Most people worry about their health. But very few will ever make the necessary changes to improve their health. Eating prepared vegetables from whole food stores or reducing saturated fats and having a chicken sandwich salad won’t cut them off. You cannot achieve real health through half-hearted efforts to be healthy. This includes partial diets.
Here are the plant-based diets used today:
• Vegetarian Diet — Vegetarian diet is mainly a plant food diet. It minimizes meat and milk products but may contain fish and/or milk and poultry such as cheese and eggs. The emphasis of the vegetarian diet is mainly on plant food but also on animal food. Both cooked plants and animal-based foods are permitted in the vegetarian diet.
• Vegan diet – The vegan diet is similar to the vegetarian diet, but it excludes all foods based on animals, including fish, cheese, and eggs. The vegan diet makes it possible to eat plant food cooked.
• Raw vegan diet – The raw vegan diet is somewhat like the vegan diet, except that it excludes all foods based on animals, but also all cooked foods, including cooked plant foods. Cooked foods (plants or animals) are foods that are dead, without life. They require extra body energy to be digested and absorbed, which can be used for other purposes, such as healing and rejuvenation. Raw plant foods are natural foods. They are not cooked or chemically modified and contain no additives or preservatives made by man. Raw plant foods are alive. Their natural strength of life is intact; this force of life is conveyed to us when we eat raw plant food.
Health issues uncommon in the past are frequently experienced today. All, everywhere, serious illnesses and diseases are widespread. The self-education of foods and nutrients within them is one of the greatest measures to improving your own health. Even with sufficient knowledge of food and nutrition, we remain unaware of how optimal health can be achieved. The knowledge we need about food and nutrition is best obtained by reading books and uniting other learning tools like the web to find out the truth about these important topics.
Plant-based food is on the rise. That’s why I imagine you might have picked up this book. Animal farming contributes more global emissions of greenhouse gasses than transport, causing increasing temperatures and sea levels. Livestock and its by-products account for at least 32 billion tons of carbon dioxide annually or 51% of all greenhouse gas emissions worldwide. And while millions around the world lack access to affordable, nutritious food, 35 percent of the world’s grains are fed to livestock.
People often think that vegans do not eat meat because they want to save animals. Although this is true in many cases, there are other reasons why many people make the switch. Some other reasons are as follows:
Personal health – The distribution of animal products is closely linked to lower rates of obesity, diabetes, and cardiovascular disease. In particular, avoiding red meat reduces the intake of carcinogens and your cancer risk. Commercially grown and processed meat contains antibiotics that are routinely used to keep animals healthy enough to consume and non-human hormones that increase the growth rate of the animal and/or the production of milk for increased profits. 80 percent of the antibiotics sold in the United States are used for consumption on animals and six FDA approved steroid hormones are administered regularly. In addition, the widespread use of animal feed pesticides adds another form of hormonal disruptors and neurotoxins found in commercial meats.
Meat and dairy take a long time to digest and our bodies must produce chemicals during this process to break it down; this process creates waste that our bodies must then work hard to eliminate. Raw fruits and vegetables are easy and quick to digest so that our bodies can work on other jobs, such as healing, instead of the bulk of our usable energy to digest the food we are not intended to eat. A raw, healthy diet will give you more energy to do what you want to do every day.

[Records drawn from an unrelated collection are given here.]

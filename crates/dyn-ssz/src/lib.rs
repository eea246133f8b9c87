//! SSZ encoding whose layout follows runtime specification values.
//!
//! Types declare their static shape through [`SszType`], with per-field size
//! annotations naming specification values (`SLOTS_PER_HISTORICAL_ROOT`,
//! `SYNC_COMMITTEE_SIZE/8`, ...).  A [`DynSsz`] engine resolves those names
//! against its [`SpecRegistry`] and encodes, decodes and hashes values with
//! the resulting layout.  Types whose layout is unaffected by the registry
//! are delegated to their precompiled fixed-layout codec when they have one.

// Dev-dependencies only used by the integration tests.
#[cfg(test)]
use proptest as _;
#[cfg(test)]
use strata_test_utils_dyn_ssz as _;

mod cache;
mod compat;
mod descriptor;
mod engine;
mod error;
mod fast;
mod hash;
mod hints;
mod marshal;
mod merkle;
mod schema;
mod size;
mod spec;
mod types;
mod unmarshal;
mod value;

pub use compat::{FastOp, FastPathCompatibility};
pub use descriptor::{
    BYTES_PER_LENGTH_OFFSET, DescriptorKind, FieldDescriptor, SszSize, TypeDescriptor,
};
pub use engine::{DynSsz, DynSszBuilder, DynSszConfig};
pub use error::{DynSszError, DynSszResult, FieldPath, PathSegment};
pub use fast::{FastCodec, HashRootFn, MarshalFn, SizeFn, UnmarshalFn};
pub use hints::{SizeAnnotations, SizeHint};
pub use schema::{ContainerSchema, FieldSchema, Schema, UintWidth};
pub use spec::{SpecExprError, SpecRegistry, SpecValues};
pub use types::{SszType, schema_of};
pub use value::{FieldValues, SszValue, shape_error};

Ethics – If you ate meat long before you went vegan like me, you probably used to be amused or perhaps somewhat alarmed when you heard the latest PETA news. You can’t long be a vegan and don’t see the cruel vision we have imparted to our animal friends. Just put it, we know how to eat healthily, we can live without eating meat, and we don’t have to cruelly treat animals to survive.
Chasing is always a matter of conversation that affects the cruelty of animals every day. Some hunters, particularly in rural areas, are trying to supply their families with food. And I know many people have small organic farms and raise animals to improve and locate their food supplies. I know this is a cry far from factory farming. The animal either lives a natural life until its death or is more humanely treated during its lifetime. Eating venison from the wild or organic eggs from your own free-range chickens gives your family a better source of nutrients than commercial meat and dairy, and has a better source of calories than some of the affordable food available in the U.S., like frozen dinners or fast food. A lot of people agree that having a connection with the animals you eat and not being completely oblivious to the actual killing and processing is a better experience through and through when eating meat. If people were better educated about other food choices, they wouldn’t be so dependent on meat for protein, iron, fat, and calories, and if they had to kill and dress their own animals for food personally, there would be a lot more vegans in this world.